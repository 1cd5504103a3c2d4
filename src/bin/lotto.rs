use std::path::PathBuf;

use clap::Parser;
use rand::SeedableRng;
use rand::rngs::StdRng;
use tracing_subscriber::EnvFilter;

use meal_tracker_rs::interface::display_draws;
use meal_tracker_rs::lotto::{draw_many, write_csv, write_json};

#[derive(Parser, Debug)]
#[command(name = "lotto")]
#[command(about = "1부터 45까지 서로 다른 번호 6개를 추첨합니다")]
struct Args {
    /// 추첨 횟수
    #[arg(short = 'n', long, default_value = "1")]
    count: usize,

    /// 같은 결과를 재현하기 위한 시드
    #[arg(long)]
    seed: Option<u64>,

    /// 추첨 결과를 CSV 파일로 저장
    #[arg(long)]
    csv: Option<PathBuf>,

    /// 추첨 결과와 공 색상을 JSON 파일로 저장
    #[arg(long)]
    json: Option<PathBuf>,
}

fn main() {
    tracing_subscriber::fmt()
        .with_env_filter(
            EnvFilter::try_from_default_env().unwrap_or_else(|_| EnvFilter::new("warn")),
        )
        .with_writer(std::io::stderr)
        .init();

    let args = Args::parse();

    let mut rng = match args.seed {
        Some(seed) => StdRng::seed_from_u64(seed),
        None => StdRng::from_entropy(),
    };

    let draws = draw_many(&mut rng, args.count);
    display_draws(&draws);

    if let Some(path) = &args.csv {
        if let Err(e) = write_csv(&draws, path) {
            eprintln!("CSV 저장 오류: {}", e);
            std::process::exit(1);
        }
        println!("{}회 추첨 결과를 {}에 저장했습니다", draws.len(), path.display());
    }

    if let Some(path) = &args.json {
        if let Err(e) = write_json(&draws, path) {
            eprintln!("JSON 저장 오류: {}", e);
            std::process::exit(1);
        }
        println!("{}회 추첨 결과를 {}에 저장했습니다", draws.len(), path.display());
    }
}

:::

| Your instructions |
Please find every line in the records above that holds the word "eprintln" and copy it.

| Response to this task |
            eprintln!("CSV 저장 오류: {}", e);
            eprintln!("JSON 저장 오류: {}", e);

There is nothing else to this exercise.